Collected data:
┄┄┄┄┄┄┄┄┄┄

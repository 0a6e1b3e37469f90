//! 原始音频格式信息与换算.

use serde::Serialize;
use std::time::Duration;

use crate::buffer::Buffer;
use crate::clock::{self, SECOND};
use crate::sample_format::SampleFormat;
use crate::segment::{Format, Segment};

/// 原始 (已解码) 音频格式
#[derive(Debug, Clone, Copy, PartialEq, Eq, Serialize)]
pub struct AudioInfo {
    /// 采样率 (Hz)
    pub rate: u32,
    /// 声道数
    pub channels: u32,
    /// 采样格式
    pub format: SampleFormat,
}

impl AudioInfo {
    /// 创建音频格式信息
    pub fn new(rate: u32, channels: u32, format: SampleFormat) -> Self {
        Self {
            rate,
            channels,
            format,
        }
    }

    /// 每个采样帧 (所有声道各一个采样点) 的字节数
    pub fn bpf(&self) -> usize {
        self.channels as usize * self.format.bytes_per_sample() as usize
    }

    /// 格式是否完整可用
    pub fn is_valid(&self) -> bool {
        self.rate > 0 && self.bpf() > 0
    }

    /// 字节/采样帧/时间之间的换算
    ///
    /// 时间单位为纳秒. 无法换算 (格式未知或缺少参数) 时返回 `None`.
    pub fn convert(&self, src: Format, value: u64, dest: Format) -> Option<u64> {
        if src == dest {
            return Some(value);
        }
        if !self.is_valid() {
            return None;
        }
        let bpf = self.bpf() as u64;
        let rate = u64::from(self.rate);
        match (src, dest) {
            (Format::Bytes, Format::Default) => Some(value / bpf),
            (Format::Bytes, Format::Time) => clock::scale(value, SECOND, bpf * rate),
            (Format::Default, Format::Bytes) => value.checked_mul(bpf),
            (Format::Default, Format::Time) => clock::scale(value, SECOND, rate),
            // 时间转字节后对齐到整帧
            (Format::Time, Format::Bytes) => clock::scale(value, rate, SECOND)?.checked_mul(bpf),
            (Format::Time, Format::Default) => clock::scale(value, rate, SECOND),
            _ => None,
        }
    }

    /// 按段裁剪解码输出, 以整采样帧为单位
    ///
    /// 返回 `None` 表示整块落在段外, 应当丢弃. 非时间段或缺少时间戳的缓冲区原样返回.
    pub fn clip_buffer(&self, segment: &Segment, buffer: Buffer) -> Option<Buffer> {
        if segment.format != Format::Time || !self.is_valid() {
            return Some(buffer);
        }
        let Some(pts) = buffer.pts else {
            return Some(buffer);
        };
        let bpf = self.bpf();
        let frames = (buffer.len() / bpf) as u64;
        let duration = buffer
            .duration
            .or_else(|| clock::frames_to_time(frames, self.rate))?;
        let start = clock::nanos(pts);
        let stop = clock::nanos(pts + duration);

        let (cstart, cstop) = segment.clip(start, Some(stop))?;
        let cstop = cstop.unwrap_or(stop);
        if cstart == start && cstop == stop {
            return Some(buffer);
        }

        let head = clock::time_to_frames(Duration::from_nanos(cstart - start), self.rate);
        let tail = clock::time_to_frames(Duration::from_nanos(stop - cstop), self.rate);
        if head + tail >= frames {
            return None;
        }
        let kept = frames - head - tail;
        let begin = head as usize * bpf;
        let end = begin + kept as usize * bpf;

        let mut out = buffer;
        out.data = out.data.slice(begin..end);
        out.pts = Some(Duration::from_nanos(cstart));
        out.duration = Some(Duration::from_nanos(cstop - cstart));
        Some(out)
    }
}

#[cfg(test)]
mod tests {
    use super::*;

    fn stereo_s16() -> AudioInfo {
        AudioInfo::new(48000, 2, SampleFormat::S16)
    }

    #[test]
    fn test_换算() {
        let info = stereo_s16();
        assert_eq!(info.bpf(), 4);
        assert_eq!(info.convert(Format::Bytes, 192_000, Format::Time), Some(SECOND));
        assert_eq!(info.convert(Format::Time, SECOND, Format::Bytes), Some(192_000));
        assert_eq!(info.convert(Format::Bytes, 400, Format::Default), Some(100));
        assert_eq!(info.convert(Format::Default, 48000, Format::Time), Some(SECOND));
        assert_eq!(info.convert(Format::Undefined, 1, Format::Time), None);
    }

    #[test]
    fn test_裁剪_去掉段前部分() {
        let info = stereo_s16();
        // 100 帧 = 2.0833ms, 段从 1ms 开始
        let buf = Buffer::new(vec![0u8; 400])
            .with_pts(Duration::ZERO)
            .with_duration(clock::frames_to_time(100, 48000).unwrap());
        let seg = Segment {
            start: clock::MSECOND,
            ..Segment::new(Format::Time)
        };
        let out = info.clip_buffer(&seg, buf).unwrap();
        assert_eq!(out.len(), (100 - 48) * 4);
        assert_eq!(out.pts, Some(Duration::from_millis(1)));
    }

    #[test]
    fn test_裁剪_段外丢弃() {
        let info = stereo_s16();
        let buf = Buffer::new(vec![0u8; 400])
            .with_pts(Duration::from_secs(5))
            .with_duration(Duration::from_millis(2));
        let seg = Segment {
            stop: Some(SECOND),
            ..Segment::new(Format::Time)
        };
        assert!(info.clip_buffer(&seg, buf).is_none());
    }
}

┄┄┄┄┄┄┄┄┄┄

Work to complete:
If a line contains the word "dest", count it; give the total for the entries above and nothing else.

Written solution:
3